Penn gives away the trick in his brand-new book, Presto!: How I Made More than 100 Pounds Magically Disappear and Other Magical Tales, which details his diet regimen as laid out by Ray Cronise, a former NASA scientist and entrepreneur who pushes an extremely restricted plant-based diet (essentially, veganism but with little-to-no added salt, sugar, oil, and fat). Like Penn’s old “fat fuck” body (his term), Presto! contains multitudes—it’s less a diet memoir than a wide-ranging meditation on contemporary American culture and politics, including the 2016 election.
In the book and in a recent interview, Penn, an outspoken libertarian, has nothing good to say about Hillary Clinton—and even less positive to utter about Donald Trump, with whom he appeared twice on Celebrity Apprentice.
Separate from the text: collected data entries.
//! In-memory entity-indexed transaction store.
//!
//! One reader-writer lock guards every map, so a reader can never see a
//! record in an index without it also being in the primary table.

use std::collections::{HashMap, HashSet};
use std::sync::Arc;

use chrono::{DateTime, Duration, Utc};
use parking_lot::RwLock;

use super::{BlocklistEntry, DeliveryTarget, EntityType, ListType, ScoredTransaction};
use crate::error::StoreError;

type History = Vec<Arc<ScoredTransaction>>;

#[derive(Debug, Default)]
struct StoreInner {
    transactions: HashMap<String, Arc<ScoredTransaction>>,
    by_email: HashMap<String, History>,
    by_ip: HashMap<String, History>,
    by_bin: HashMap<String, History>,
    by_device: HashMap<String, History>,
    /// Distinct card BINs ever seen per IP address.
    bins_by_ip: HashMap<String, HashSet<String>>,
    blocklist: HashMap<String, BlocklistEntry>,
    delivery_targets: HashMap<String, DeliveryTarget>,
}

impl StoreInner {
    fn index(&self, entity: EntityType) -> &HashMap<String, History> {
        match entity {
            EntityType::Email => &self.by_email,
            EntityType::Ip => &self.by_ip,
            EntityType::Bin => &self.by_bin,
            EntityType::Device => &self.by_device,
        }
    }

    fn index_mut(&mut self, entity: EntityType) -> &mut HashMap<String, History> {
        match entity {
            EntityType::Email => &mut self.by_email,
            EntityType::Ip => &mut self.by_ip,
            EntityType::Bin => &mut self.by_bin,
            EntityType::Device => &mut self.by_device,
        }
    }
}

/// Shared store of scored transactions, block/allow rules and delivery targets.
#[derive(Debug, Default)]
pub struct EntityStore {
    inner: RwLock<StoreInner>,
}

impl EntityStore {
    pub fn new() -> Self {
        Self::default()
    }

    // --- Transactions ---

    /// Insert a scored transaction into the primary table and every index.
    /// A duplicate identifier leaves the store untouched.
    pub fn save(&self, tx: ScoredTransaction) -> Result<Arc<ScoredTransaction>, StoreError> {
        let mut inner = self.inner.write();
        let id = tx.id().to_string();
        if inner.transactions.contains_key(&id) {
            return Err(StoreError::DuplicateIdentifier(id));
        }

        let tx = Arc::new(tx);
        for entity in EntityType::ALL {
            let key = tx.request.entity_value(entity).to_string();
            inner
                .index_mut(entity)
                .entry(key)
                .or_default()
                .push(Arc::clone(&tx));
        }
        inner
            .bins_by_ip
            .entry(tx.request.ip_address.clone())
            .or_default()
            .insert(tx.request.card_bin.clone());
        inner.transactions.insert(id, Arc::clone(&tx));

        Ok(tx)
    }

    pub fn get(&self, id: &str) -> Option<Arc<ScoredTransaction>> {
        self.inner.read().transactions.get(id).cloned()
    }

    /// All records for one entity at or after `since`, in no particular order.
    pub fn query_by_entity(
        &self,
        entity: EntityType,
        value: &str,
        since: DateTime<Utc>,
    ) -> Vec<Arc<ScoredTransaction>> {
        let inner = self.inner.read();
        inner
            .index(entity)
            .get(value)
            .map(|history| {
                history
                    .iter()
                    .filter(|tx| tx.request.timestamp >= since)
                    .cloned()
                    .collect()
            })
            .unwrap_or_default()
    }

    pub fn query_by_entity_days(
        &self,
        entity: EntityType,
        value: &str,
        days: u32,
        now: DateTime<Utc>,
    ) -> Vec<Arc<ScoredTransaction>> {
        self.query_by_entity(entity, value, now - Duration::days(i64::from(days)))
    }

    /// Count of distinct card BINs ever used from `ip`. Not time-windowed.
    pub fn distinct_card_prefix_count(&self, ip: &str) -> usize {
        self.inner
            .read()
            .bins_by_ip
            .get(ip)
            .map_or(0, HashSet::len)
    }

    /// Full scan of every record at or after `since`.
    pub fn query_all(&self, since: DateTime<Utc>) -> Vec<Arc<ScoredTransaction>> {
        self.inner
            .read()
            .transactions
            .values()
            .filter(|tx| tx.request.timestamp >= since)
            .cloned()
            .collect()
    }

    pub fn query_all_days(&self, days: u32, now: DateTime<Utc>) -> Vec<Arc<ScoredTransaction>> {
        self.query_all(now - Duration::days(i64::from(days)))
    }

    pub fn len(&self) -> usize {
        self.inner.read().transactions.len()
    }

    pub fn is_empty(&self) -> bool {
        self.len() == 0
    }

    // --- Blocklist / allowlist ---

    pub fn upsert_blocklist_entry(&self, entry: BlocklistEntry) {
        self.inner.write().blocklist.insert(entry.id.clone(), entry);
    }

    /// Returns false if no entry had this id.
    pub fn delete_blocklist_entry(&self, id: &str) -> bool {
        self.inner.write().blocklist.remove(id).is_some()
    }

    pub fn check_blocklist(&self, entity: EntityType, value: &str) -> Option<BlocklistEntry> {
        self.check_blocklist_at(entity, value, Utc::now())
    }

    /// Live entry for an entity as of `now`. A block outranks an allow for the same value.
    pub fn check_blocklist_at(
        &self,
        entity: EntityType,
        value: &str,
        now: DateTime<Utc>,
    ) -> Option<BlocklistEntry> {
        let inner = self.inner.read();
        let mut hit: Option<&BlocklistEntry> = None;
        for entry in inner.blocklist.values() {
            if entry.entity_type != entity || entry.value != value || !entry.is_active_at(now) {
                continue;
            }
            if entry.list_type == ListType::Block {
                return Some(entry.clone());
            }
            hit.get_or_insert(entry);
        }
        hit.cloned()
    }

    /// Every non-expired entry, oldest first.
    pub fn list_active_blocklist_entries(&self) -> Vec<BlocklistEntry> {
        let now = Utc::now();
        let mut entries: Vec<BlocklistEntry> = self
            .inner
            .read()
            .blocklist
            .values()
            .filter(|e| e.is_active_at(now))
            .cloned()
            .collect();
        entries.sort_by(|a, b| a.created_at.cmp(&b.created_at).then_with(|| a.id.cmp(&b.id)));
        entries
    }

    // --- Delivery targets ---

    pub fn upsert_delivery_target(&self, target: DeliveryTarget) {
        self.inner
            .write()
            .delivery_targets
            .insert(target.id.clone(), target);
    }

    pub fn delete_delivery_target(&self, id: &str) -> bool {
        self.inner.write().delivery_targets.remove(id).is_some()
    }

    pub fn list_active_delivery_targets(&self) -> Vec<DeliveryTarget> {
        self.inner
            .read()
            .delivery_targets
            .values()
            .filter(|t| t.active)
            .cloned()
            .collect()
    }
}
Each time, he says with pride, he delivered the best products but lost because he insulted Trump by refusing to pledge his support should the billionaire run for president and saying that his hair looks like “cotton candy made from piss.” “There is no one worse than Hillary Clinton,” he told me a few weeks ago, “except Donald Trump.” As a “war-monger,” says Penn, Clinton “will certainly be the killingest president we’ve had in a long time” but she is ultimately less dangerous than Trump, who he fears will actually unleash nuclear weapons. “If someone questioned his authority in just the right way…” he said, miming the pushing of what we all assume is a bright-red LAUNCH button somewhere in the Oval Office. “I’m supporting [libertarian] Gary Johnson all the way,” he says. “You can’t find Gary Johnson saying, ‘You know, if you don’t vote for me, it’s the end of the world.’”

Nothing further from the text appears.